*** Opening of ENTRIES SHOWN ***

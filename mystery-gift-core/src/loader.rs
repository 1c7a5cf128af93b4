//! Locating a supported ROM on disk.

use crate::rom::MIN_ROM_SIZE;
use crate::version_db::VersionDatabase;
use crate::{find_first_existing, Result};
use log::{debug, info};
use md5::{Digest, Md5};
use std::fs::{self, File};
use std::io::Read;
use std::path::{Path, PathBuf};
use walkdir::WalkDir;

/// File names tried before walking the directory tree.
const STANDARD_ROM_NAMES: &[&str] = &[
    "rom.gba",
    "emerald.gba",
    "firered.gba",
    "leafgreen.gba",
    "roms/emerald.gba",
    "roms/firered.gba",
    "roms/leafgreen.gba",
    "Pokemon - Emerald Version (USA, Europe).gba",
    "Pokemon - FireRed Version (USA).gba",
    "Pokemon - LeafGreen Version (USA).gba",
];

const SKIP_DIRS: &[&str] = &["build", ".git", "node_modules", "__pycache__", ".cache"];
const MAX_SEARCH_DEPTH: usize = 3;

/// Lower-case hex MD5 of a buffer, the key of the version database.
pub fn content_hash(bytes: &[u8]) -> String {
    let mut hasher = Md5::new();
    hasher.update(bytes);
    hex::encode(hasher.finalize())
}

#[derive(Debug, Clone)]
pub struct FoundRom {
    pub path: PathBuf,
    /// Entry name when the ROM came out of a zip archive.
    pub archive_entry: Option<String>,
    pub md5: String,
    pub bytes: Vec<u8>,
}

fn has_extension(path: &Path, ext: &str) -> bool {
    path.extension()
        .and_then(|e| e.to_str())
        .map(|e| e.eq_ignore_ascii_case(ext))
        .unwrap_or(false)
}

/// `.gba` images inside a zip archive that are large enough to be a ROM.
fn zip_rom_candidates(path: &Path) -> Result<Vec<(String, Vec<u8>)>> {
    let mut archive = zip::ZipArchive::new(File::open(path)?)?;
    let mut out = Vec::new();
    for i in 0..archive.len() {
        let mut entry = archive.by_index(i)?;
        if !entry.is_file()
            || !entry.name().to_ascii_lowercase().ends_with(".gba")
            || (entry.size() as usize) < MIN_ROM_SIZE
        {
            continue;
        }
        let mut bytes = Vec::with_capacity(entry.size() as usize);
        entry.read_to_end(&mut bytes)?;
        out.push((entry.name().to_string(), bytes));
    }
    Ok(out)
}

/// Reads a ROM from a `.gba` file or the first ROM-sized `.gba` in a `.zip`.
pub fn read_rom_file(path: &Path) -> Result<Vec<u8>> {
    if has_extension(path, "zip") {
        if let Some((name, bytes)) = zip_rom_candidates(path)?.into_iter().next() {
            debug!("using {} from {}", name, path.display());
            return Ok(bytes);
        }
        return Err(std::io::Error::new(
            std::io::ErrorKind::NotFound,
            format!("no .gba image in {}", path.display()),
        )
        .into());
    }
    Ok(fs::read(path)?)
}

fn identify_file(path: &Path, db: &VersionDatabase) -> Result<Option<FoundRom>> {
    if has_extension(path, "zip") {
        for (name, bytes) in zip_rom_candidates(path)? {
            let md5 = content_hash(&bytes);
            if db.identify(&md5).is_some() {
                return Ok(Some(FoundRom {
                    path: path.to_path_buf(),
                    archive_entry: Some(name),
                    md5,
                    bytes,
                }));
            }
        }
        return Ok(None);
    }

    if fs::metadata(path)?.len() < MIN_ROM_SIZE as u64 {
        return Ok(None);
    }
    let bytes = fs::read(path)?;
    let md5 = content_hash(&bytes);
    if db.identify(&md5).is_none() {
        debug!("{}: unknown md5 {}", path.display(), md5);
        return Ok(None);
    }
    Ok(Some(FoundRom {
        path: path.to_path_buf(),
        archive_entry: None,
        md5,
        bytes,
    }))
}

fn is_skipped_dir(entry: &walkdir::DirEntry) -> bool {
    entry.depth() > 0
        && entry.file_type().is_dir()
        && entry
            .file_name()
            .to_str()
            .map(|n| SKIP_DIRS.contains(&n))
            .unwrap_or(false)
}

/// Finds the first supported ROM under `base`.
///
/// Standard file names are tried first, then `.gba` and `.zip` files up to
/// three levels deep, closest first.
pub fn find_rom(base: &Path, db: &VersionDatabase) -> Result<Option<FoundRom>> {
    if let Some(path) = find_first_existing(base, STANDARD_ROM_NAMES) {
        if let Some(found) = identify_file(&path, db)? {
            info!("found ROM at {}", path.display());
            return Ok(Some(found));
        }
    }

    let mut candidates: Vec<PathBuf> = WalkDir::new(base)
        .max_depth(MAX_SEARCH_DEPTH)
        .follow_links(false)
        .into_iter()
        .filter_entry(|e| !is_skipped_dir(e))
        .filter_map(|e| e.ok())
        .filter(|e| e.file_type().is_file())
        .map(|e| e.into_path())
        .filter(|p| has_extension(p, "gba") || has_extension(p, "zip"))
        .collect();
    candidates.sort_by(|a, b| {
        a.components()
            .count()
            .cmp(&b.components().count())
            .then_with(|| a.cmp(b))
    });

    for path in candidates {
        match identify_file(&path, db) {
            Ok(Some(found)) => {
                info!("found ROM at {}", path.display());
                return Ok(Some(found));
            }
            Ok(None) => {}
            Err(e) => debug!("skipping {}: {}", path.display(), e),
        }
    }
    Ok(None)
}

#[cfg(test)]
mod tests {
    use super::*;
    use crate::rom::tests::{sample_db_for, synthetic_rom};
    use std::io::Write;

    #[test]
    fn hashes_to_lower_hex_md5() {
        assert_eq!(content_hash(b""), "d41d8cd98f00b204e9800998ecf8427e");
        assert_eq!(content_hash(b"abc"), "900150983cd24fb0d6963f7d28e17f72");
    }

    #[test]
    fn finds_nested_rom_and_skips_build_dirs() {
        let rom = synthetic_rom();
        let db = sample_db_for(&rom);
        let dir = tempfile::tempdir().unwrap();

        fs::create_dir_all(dir.path().join("build")).unwrap();
        fs::write(dir.path().join("build/a.gba"), &rom).unwrap();
        assert!(find_rom(dir.path(), &db).unwrap().is_none());

        fs::create_dir_all(dir.path().join("games/gba")).unwrap();
        fs::write(dir.path().join("games/gba/my.GBA"), &rom).unwrap();
        fs::write(dir.path().join("small.gba"), b"tiny").unwrap();
        let found = find_rom(dir.path(), &db).unwrap().unwrap();
        assert!(found.path.ends_with("games/gba/my.GBA"));
        assert_eq!(found.md5, content_hash(&rom));
    }

    #[test]
    fn finds_rom_inside_zip() {
        let rom = synthetic_rom();
        let db = sample_db_for(&rom);
        let dir = tempfile::tempdir().unwrap();
        let zip_path = dir.path().join("pack.zip");

        let mut writer = zip::ZipWriter::new(File::create(&zip_path).unwrap());
        let options =
            zip::write::FileOptions::default().compression_method(zip::CompressionMethod::Stored);
        writer.start_file("readme.txt", options).unwrap();
        writer.write_all(b"hello").unwrap();
        writer.start_file("Emerald.gba", options).unwrap();
        writer.write_all(&rom).unwrap();
        writer.finish().unwrap();

        let found = find_rom(dir.path(), &db).unwrap().unwrap();
        assert_eq!(found.archive_entry.as_deref(), Some("Emerald.gba"));
        assert_eq!(read_rom_file(&zip_path).unwrap().len(), rom.len());
    }

    #[test]
    fn standard_names_win() {
        let rom = synthetic_rom();
        let db = sample_db_for(&rom);
        let dir = tempfile::tempdir().unwrap();
        fs::create_dir_all(dir.path().join("roms")).unwrap();
        fs::write(dir.path().join("roms/emerald.gba"), &rom).unwrap();
        fs::write(dir.path().join("aaa.gba"), &rom).unwrap();
        let found = find_rom(dir.path(), &db).unwrap().unwrap();
        assert!(found.path.ends_with("roms/emerald.gba"));
    }
}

*** Close of ENTRIES SHOWN ***

ASSIGNMENT
Please copy the lines in the records above between the one holding "use crate::version_db::VersionDatabase;" and the one holding "the directory tree.", inclusive, exactly and with no other line.

ANSWER BELOW
use crate::version_db::VersionDatabase;
use crate::{find_first_existing, Result};
use log::{debug, info};
use md5::{Digest, Md5};
use std::fs::{self, File};
use std::io::Read;
use std::path::{Path, PathBuf};
use walkdir::WalkDir;

/// File names tried before walking the directory tree.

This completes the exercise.